_YOUR INSTRUCTIONS_:
In the entries below, spot each line with the word "Deserialize" and copy it.

------------------------------------------------------------------------

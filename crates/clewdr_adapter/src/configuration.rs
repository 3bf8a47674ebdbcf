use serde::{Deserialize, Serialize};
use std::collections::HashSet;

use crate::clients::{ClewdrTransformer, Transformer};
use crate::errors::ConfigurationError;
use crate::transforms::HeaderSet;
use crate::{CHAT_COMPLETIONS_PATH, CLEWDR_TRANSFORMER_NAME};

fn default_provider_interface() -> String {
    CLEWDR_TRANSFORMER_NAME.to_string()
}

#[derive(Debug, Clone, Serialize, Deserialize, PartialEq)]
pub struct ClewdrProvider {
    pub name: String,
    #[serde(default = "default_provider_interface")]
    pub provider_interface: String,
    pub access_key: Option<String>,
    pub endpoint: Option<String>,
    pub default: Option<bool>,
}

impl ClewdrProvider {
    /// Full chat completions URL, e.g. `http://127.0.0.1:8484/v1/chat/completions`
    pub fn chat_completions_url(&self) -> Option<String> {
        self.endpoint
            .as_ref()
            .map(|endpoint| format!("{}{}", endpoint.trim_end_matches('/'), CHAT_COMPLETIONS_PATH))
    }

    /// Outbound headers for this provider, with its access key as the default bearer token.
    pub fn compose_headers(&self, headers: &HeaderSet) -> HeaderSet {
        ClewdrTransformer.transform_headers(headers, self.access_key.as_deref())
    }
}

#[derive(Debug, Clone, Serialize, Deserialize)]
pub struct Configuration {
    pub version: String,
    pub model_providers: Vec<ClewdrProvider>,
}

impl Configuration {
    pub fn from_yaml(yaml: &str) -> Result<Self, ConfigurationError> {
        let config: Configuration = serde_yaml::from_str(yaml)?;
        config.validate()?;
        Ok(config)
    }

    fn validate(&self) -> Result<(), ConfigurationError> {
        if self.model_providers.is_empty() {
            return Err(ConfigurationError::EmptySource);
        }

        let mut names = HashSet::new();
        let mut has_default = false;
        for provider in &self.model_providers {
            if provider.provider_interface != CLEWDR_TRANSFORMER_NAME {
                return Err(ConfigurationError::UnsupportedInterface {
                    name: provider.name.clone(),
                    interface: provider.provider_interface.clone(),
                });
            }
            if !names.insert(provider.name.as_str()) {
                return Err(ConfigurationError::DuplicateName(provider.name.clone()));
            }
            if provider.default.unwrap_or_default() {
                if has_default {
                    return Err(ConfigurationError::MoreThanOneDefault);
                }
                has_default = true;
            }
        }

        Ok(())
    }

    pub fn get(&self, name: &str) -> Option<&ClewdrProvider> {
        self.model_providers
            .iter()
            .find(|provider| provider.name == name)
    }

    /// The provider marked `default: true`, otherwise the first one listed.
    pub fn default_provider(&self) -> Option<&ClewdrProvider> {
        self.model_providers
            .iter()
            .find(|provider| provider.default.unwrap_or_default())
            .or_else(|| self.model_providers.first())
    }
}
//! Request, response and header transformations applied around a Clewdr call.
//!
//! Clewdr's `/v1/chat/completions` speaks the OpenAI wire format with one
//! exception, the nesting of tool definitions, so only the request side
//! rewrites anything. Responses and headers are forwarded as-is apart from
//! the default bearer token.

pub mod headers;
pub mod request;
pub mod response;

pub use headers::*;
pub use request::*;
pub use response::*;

------------------------------------------------------------------------

_RESPONSE_:
use serde::{Deserialize, Serialize};
#[derive(Debug, Clone, Serialize, Deserialize, PartialEq)]
#[derive(Debug, Clone, Serialize, Deserialize)]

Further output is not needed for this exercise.